Lewis received no credit or mention on Devo’s debut album “Q: Are We Not Men? A: We Are Devo!” The album came out in 1978 and Lewis promptly sued for theft of intellectual property. With the band now located to Los Angeles, Lewis was up against a high-powered, label-financed law firm. Help came in the unlikely form of a cassette tape from a former high school newspaper reporter.
“Word had gotten around that I was suing the band and this person called me up who had interviewed us after one of our first performances at the Akron Arts Festival,” Lewis said. “This tape contained an interview of the band where he asked who came up with the Devo concept and Mark said ‘This guy right here, Bob Lewis.’
“When I played that tape at the deposition their lawyers looked like they had been gut-shot,” Lewis continued with a smile. “Shortly thereafter we reached an equitable settlement.”
Just as Lewis discovered he liked managing better than performing, he learned he enjoyed legal work. After managing a few bands to near-success, Lewis became a paralegal.
“I have the best job in the world. Essentially, I’ve been practicing law without a license for the last 30 years,” Lewis said. “The catch is I always have to work with a lawyer.”
Lewis left Ohio for Lawrence, Kan. in 1998 where his wife was working on her doctorate. Shortly thereafter the couple moved to Kansas City, Mo. Today, Lewis works as a paralegal for the Community of Christ Church in Independence, Mo. and lives in a house filled with antiques and art and a story behind each piece.
Last month Devo released “Something For Everybody,” their ninth album and first in 20 years. In the downtime, Mark Mothersbaugh has become a highly sought film composer. Mothersbaugh wrote the music for several of Wes Anderson’s movies, including “Rushmore” and “The Royal Tenenbaums.” His brother Bob wrote the music for the “Rugrats” cartoon series. Jerry Casale, who directed most of Devo’s music videos, has also directed videos for Rush, Foo Fighters, Soundgarden and Silverchair. Myers left Devo in 1987; the drum stool is currently held by Josh Freese.
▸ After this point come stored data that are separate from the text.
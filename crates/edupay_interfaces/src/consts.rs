//! Constants used across the gateway layer.

/// Production Asaas endpoint, used when `ASAAS_API_URL` is not set.
pub const ASAAS_DEFAULT_BASE_URL: &str = "https://api.asaas.com/v3";

/// Production Lytex endpoint, used when `LYTEX_API_URL` is not set.
pub const LYTEX_DEFAULT_BASE_URL: &str = "https://api-pay.lytex.com.br";

/// A cached bearer token is reused only while it stays valid for at
/// least this long, guarding against expiry mid-request.
pub const TOKEN_EXPIRY_SAFETY_MARGIN_SECS: i64 = 5 * 60;

/// Assumed token lifetime when the provider omits a TTL.
pub const DEFAULT_TOKEN_TTL_SECS: i64 = 3600;

/// Infix of synthetic external ids issued in simulation mode, e.g.
/// `asaas_sim_17123...`.
pub const SIMULATED_ID_INFIX: &str = "sim";

/// Infix of placeholder customer ids synthesized when registration at
/// the provider fails, e.g. `lytex_tmp_stu42`. Placeholders are
/// reconciled later and must stay distinguishable in stored data.
pub const PLACEHOLDER_ID_INFIX: &str = "tmp";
More than a generation after their lawsuit, Lewis said he is on good terms with the band. If he attends tonight’s show, however, it will be as a fan with a ticket purchased at the box office.
“It all depends on the weather,” Lewis said. “I e-mailed the guys the other day to let them know what they were facing here. I told them with as hot as it’s been it may not be a good idea for a bunch of 60-year-old guys jumping around in rubber suits. I’m sure they’ll be OK.”